═══ Source material ═══

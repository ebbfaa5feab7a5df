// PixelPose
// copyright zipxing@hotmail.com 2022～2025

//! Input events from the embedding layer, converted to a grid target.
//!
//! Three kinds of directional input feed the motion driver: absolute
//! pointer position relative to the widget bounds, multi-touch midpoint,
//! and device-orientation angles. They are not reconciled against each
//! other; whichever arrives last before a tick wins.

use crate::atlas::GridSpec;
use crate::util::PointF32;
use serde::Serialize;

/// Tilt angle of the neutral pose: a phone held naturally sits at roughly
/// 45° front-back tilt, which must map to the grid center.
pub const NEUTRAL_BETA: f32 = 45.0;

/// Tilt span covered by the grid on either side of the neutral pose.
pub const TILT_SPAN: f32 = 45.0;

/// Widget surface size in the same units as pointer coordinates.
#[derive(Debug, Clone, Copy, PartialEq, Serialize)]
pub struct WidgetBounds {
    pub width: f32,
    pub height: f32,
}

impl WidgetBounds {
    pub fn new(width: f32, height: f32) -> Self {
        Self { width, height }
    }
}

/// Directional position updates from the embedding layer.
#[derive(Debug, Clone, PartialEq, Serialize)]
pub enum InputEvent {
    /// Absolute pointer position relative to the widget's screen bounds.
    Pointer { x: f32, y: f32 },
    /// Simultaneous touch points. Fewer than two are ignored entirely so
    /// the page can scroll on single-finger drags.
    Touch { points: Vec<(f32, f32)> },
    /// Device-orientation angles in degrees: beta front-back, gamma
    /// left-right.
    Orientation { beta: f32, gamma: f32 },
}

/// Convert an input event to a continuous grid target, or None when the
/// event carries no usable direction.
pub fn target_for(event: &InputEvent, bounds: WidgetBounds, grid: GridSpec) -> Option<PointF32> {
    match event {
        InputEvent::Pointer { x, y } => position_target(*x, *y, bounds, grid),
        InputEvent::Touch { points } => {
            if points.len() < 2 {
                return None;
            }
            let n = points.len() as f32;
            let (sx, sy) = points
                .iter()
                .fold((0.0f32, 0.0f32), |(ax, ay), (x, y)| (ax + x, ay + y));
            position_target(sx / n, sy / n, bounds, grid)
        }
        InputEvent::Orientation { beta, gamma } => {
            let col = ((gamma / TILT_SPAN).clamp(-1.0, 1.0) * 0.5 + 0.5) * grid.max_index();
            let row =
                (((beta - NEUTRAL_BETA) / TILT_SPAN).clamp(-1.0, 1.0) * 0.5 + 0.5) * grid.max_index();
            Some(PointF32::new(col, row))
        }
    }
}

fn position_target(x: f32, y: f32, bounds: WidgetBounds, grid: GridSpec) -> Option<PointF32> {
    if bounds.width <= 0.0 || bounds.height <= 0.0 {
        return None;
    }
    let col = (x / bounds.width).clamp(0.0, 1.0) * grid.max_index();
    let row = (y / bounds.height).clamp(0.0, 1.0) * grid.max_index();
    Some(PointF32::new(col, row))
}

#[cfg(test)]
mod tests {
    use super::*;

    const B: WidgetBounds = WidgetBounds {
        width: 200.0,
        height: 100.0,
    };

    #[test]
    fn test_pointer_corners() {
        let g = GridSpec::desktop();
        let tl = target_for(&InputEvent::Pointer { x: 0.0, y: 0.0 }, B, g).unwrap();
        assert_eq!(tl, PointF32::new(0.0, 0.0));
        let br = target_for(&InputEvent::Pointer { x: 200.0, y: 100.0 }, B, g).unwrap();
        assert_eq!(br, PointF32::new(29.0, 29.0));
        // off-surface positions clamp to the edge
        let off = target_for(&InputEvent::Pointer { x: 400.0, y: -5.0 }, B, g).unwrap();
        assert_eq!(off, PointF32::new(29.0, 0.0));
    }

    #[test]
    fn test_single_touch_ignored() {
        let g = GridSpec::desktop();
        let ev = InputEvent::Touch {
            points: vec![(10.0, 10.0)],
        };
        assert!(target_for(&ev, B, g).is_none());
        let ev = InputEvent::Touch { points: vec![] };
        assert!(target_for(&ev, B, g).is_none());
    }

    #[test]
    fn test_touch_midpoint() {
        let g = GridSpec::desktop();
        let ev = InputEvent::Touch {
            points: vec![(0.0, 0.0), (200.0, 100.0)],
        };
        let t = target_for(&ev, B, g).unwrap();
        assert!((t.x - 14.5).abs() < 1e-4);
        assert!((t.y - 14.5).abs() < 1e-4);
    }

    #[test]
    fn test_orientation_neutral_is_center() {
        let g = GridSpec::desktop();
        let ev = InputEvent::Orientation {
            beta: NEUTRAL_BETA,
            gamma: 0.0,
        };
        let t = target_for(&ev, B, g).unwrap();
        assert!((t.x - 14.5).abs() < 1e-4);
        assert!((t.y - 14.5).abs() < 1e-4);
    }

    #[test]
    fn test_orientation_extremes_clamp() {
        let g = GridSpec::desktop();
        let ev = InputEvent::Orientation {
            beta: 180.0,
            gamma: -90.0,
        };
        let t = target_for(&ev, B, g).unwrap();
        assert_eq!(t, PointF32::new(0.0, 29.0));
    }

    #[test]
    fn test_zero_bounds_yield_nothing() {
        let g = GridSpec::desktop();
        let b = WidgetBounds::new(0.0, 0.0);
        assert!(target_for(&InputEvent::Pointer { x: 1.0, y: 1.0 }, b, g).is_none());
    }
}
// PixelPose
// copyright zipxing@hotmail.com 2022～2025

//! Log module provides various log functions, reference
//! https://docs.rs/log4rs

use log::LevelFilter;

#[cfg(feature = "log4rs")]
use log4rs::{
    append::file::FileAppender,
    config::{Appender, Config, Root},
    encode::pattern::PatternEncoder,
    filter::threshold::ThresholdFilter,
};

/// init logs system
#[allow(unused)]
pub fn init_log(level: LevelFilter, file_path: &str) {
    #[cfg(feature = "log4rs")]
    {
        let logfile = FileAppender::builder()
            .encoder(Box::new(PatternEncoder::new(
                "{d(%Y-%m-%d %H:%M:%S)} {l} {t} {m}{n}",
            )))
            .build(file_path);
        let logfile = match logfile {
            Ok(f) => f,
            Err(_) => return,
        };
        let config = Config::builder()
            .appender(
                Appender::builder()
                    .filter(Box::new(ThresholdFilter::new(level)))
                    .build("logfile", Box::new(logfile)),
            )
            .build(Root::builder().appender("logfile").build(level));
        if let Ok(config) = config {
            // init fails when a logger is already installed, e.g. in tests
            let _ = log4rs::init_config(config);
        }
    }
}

═══

- What the task requires
Write out every entry again so that each line matches the original exactly.

- Result of this exercise
repository ebbfaa5feab7a5df
// PixelPose
// copyright zipxing@hotmail.com 2022～2025

//! Input events from the embedding layer, converted to a grid target.
//!
//! Three kinds of directional input feed the motion driver: absolute
//! pointer position relative to the widget bounds, multi-touch midpoint,
//! and device-orientation angles. They are not reconciled against each
//! other; whichever arrives last before a tick wins.

use crate::atlas::GridSpec;
use crate::util::PointF32;
use serde::Serialize;

/// Tilt angle of the neutral pose: a phone held naturally sits at roughly
/// 45° front-back tilt, which must map to the grid center.
pub const NEUTRAL_BETA: f32 = 45.0;

/// Tilt span covered by the grid on either side of the neutral pose.
pub const TILT_SPAN: f32 = 45.0;

/// Widget surface size in the same units as pointer coordinates.
#[derive(Debug, Clone, Copy, PartialEq, Serialize)]
pub struct WidgetBounds {
    pub width: f32,
    pub height: f32,
}

impl WidgetBounds {
    pub fn new(width: f32, height: f32) -> Self {
        Self { width, height }
    }
}

/// Directional position updates from the embedding layer.
#[derive(Debug, Clone, PartialEq, Serialize)]
pub enum InputEvent {
    /// Absolute pointer position relative to the widget's screen bounds.
    Pointer { x: f32, y: f32 },
    /// Simultaneous touch points. Fewer than two are ignored entirely so
    /// the page can scroll on single-finger drags.
    Touch { points: Vec<(f32, f32)> },
    /// Device-orientation angles in degrees: beta front-back, gamma
    /// left-right.
    Orientation { beta: f32, gamma: f32 },
}

/// Convert an input event to a continuous grid target, or None when the
/// event carries no usable direction.
pub fn target_for(event: &InputEvent, bounds: WidgetBounds, grid: GridSpec) -> Option<PointF32> {
    match event {
        InputEvent::Pointer { x, y } => position_target(*x, *y, bounds, grid),
        InputEvent::Touch { points } => {
            if points.len() < 2 {
                return None;
            }
            let n = points.len() as f32;
            let (sx, sy) = points
                .iter()
                .fold((0.0f32, 0.0f32), |(ax, ay), (x, y)| (ax + x, ay + y));
            position_target(sx / n, sy / n, bounds, grid)
        }
        InputEvent::Orientation { beta, gamma } => {
            let col = ((gamma / TILT_SPAN).clamp(-1.0, 1.0) * 0.5 + 0.5) * grid.max_index();
            let row =
                (((beta - NEUTRAL_BETA) / TILT_SPAN).clamp(-1.0, 1.0) * 0.5 + 0.5) * grid.max_index();
            Some(PointF32::new(col, row))
        }
    }
}

fn position_target(x: f32, y: f32, bounds: WidgetBounds, grid: GridSpec) -> Option<PointF32> {
    if bounds.width <= 0.0 || bounds.height <= 0.0 {
        return None;
    }
    let col = (x / bounds.width).clamp(0.0, 1.0) * grid.max_index();
    let row = (y / bounds.height).clamp(0.0, 1.0) * grid.max_index();
    Some(PointF32::new(col, row))
}

#[cfg(test)]
mod tests {
    use super::*;

    const B: WidgetBounds = WidgetBounds {
        width: 200.0,
        height: 100.0,
    };

    #[test]
    fn test_pointer_corners() {
        let g = GridSpec::desktop();
        let tl = target_for(&InputEvent::Pointer { x: 0.0, y: 0.0 }, B, g).unwrap();
        assert_eq!(tl, PointF32::new(0.0, 0.0));
        let br = target_for(&InputEvent::Pointer { x: 200.0, y: 100.0 }, B, g).unwrap();
        assert_eq!(br, PointF32::new(29.0, 29.0));
        // off-surface positions clamp to the edge
        let off = target_for(&InputEvent::Pointer { x: 400.0, y: -5.0 }, B, g).unwrap();
        assert_eq!(off, PointF32::new(29.0, 0.0));
    }

    #[test]
    fn test_single_touch_ignored() {
        let g = GridSpec::desktop();
        let ev = InputEvent::Touch {
            points: vec![(10.0, 10.0)],
        };
        assert!(target_for(&ev, B, g).is_none());
        let ev = InputEvent::Touch { points: vec![] };
        assert!(target_for(&ev, B, g).is_none());
    }

    #[test]
    fn test_touch_midpoint() {
        let g = GridSpec::desktop();
        let ev = InputEvent::Touch {
            points: vec![(0.0, 0.0), (200.0, 100.0)],
        };
        let t = target_for(&ev, B, g).unwrap();
        assert!((t.x - 14.5).abs() < 1e-4);
        assert!((t.y - 14.5).abs() < 1e-4);
    }

    #[test]
    fn test_orientation_neutral_is_center() {
        let g = GridSpec::desktop();
        let ev = InputEvent::Orientation {
            beta: NEUTRAL_BETA,
            gamma: 0.0,
        };
        let t = target_for(&ev, B, g).unwrap();
        assert!((t.x - 14.5).abs() < 1e-4);
        assert!((t.y - 14.5).abs() < 1e-4);
    }

    #[test]
    fn test_orientation_extremes_clamp() {
        let g = GridSpec::desktop();
        let ev = InputEvent::Orientation {
            beta: 180.0,
            gamma: -90.0,
        };
        let t = target_for(&ev, B, g).unwrap();
        assert_eq!(t, PointF32::new(0.0, 29.0));
    }

    #[test]
    fn test_zero_bounds_yield_nothing() {
        let g = GridSpec::desktop();
        let b = WidgetBounds::new(0.0, 0.0);
        assert!(target_for(&InputEvent::Pointer { x: 1.0, y: 1.0 }, b, g).is_none());
    }
}
// PixelPose
// copyright zipxing@hotmail.com 2022～2025

//! Log module provides various log functions, reference
//! https://docs.rs/log4rs

use log::LevelFilter;

#[cfg(feature = "log4rs")]
use log4rs::{
    append::file::FileAppender,
    config::{Appender, Config, Root},
    encode::pattern::PatternEncoder,
    filter::threshold::ThresholdFilter,
};

/// init logs system
#[allow(unused)]
pub fn init_log(level: LevelFilter, file_path: &str) {
    #[cfg(feature = "log4rs")]
    {
        let logfile = FileAppender::builder()
            .encoder(Box::new(PatternEncoder::new(
                "{d(%Y-%m-%d %H:%M:%S)} {l} {t} {m}{n}",
            )))
            .build(file_path);
        let logfile = match logfile {
            Ok(f) => f,
            Err(_) => return,
        };
        let config = Config::builder()
            .appender(
                Appender::builder()
                    .filter(Box::new(ThresholdFilter::new(level)))
                    .build("logfile", Box::new(logfile)),
            )
            .build(Root::builder().appender("logfile").build(level));
        if let Ok(config) = config {
            // init fails when a logger is already installed, e.g. in tests
            let _ = log4rs::init_config(config);
        }
    }
}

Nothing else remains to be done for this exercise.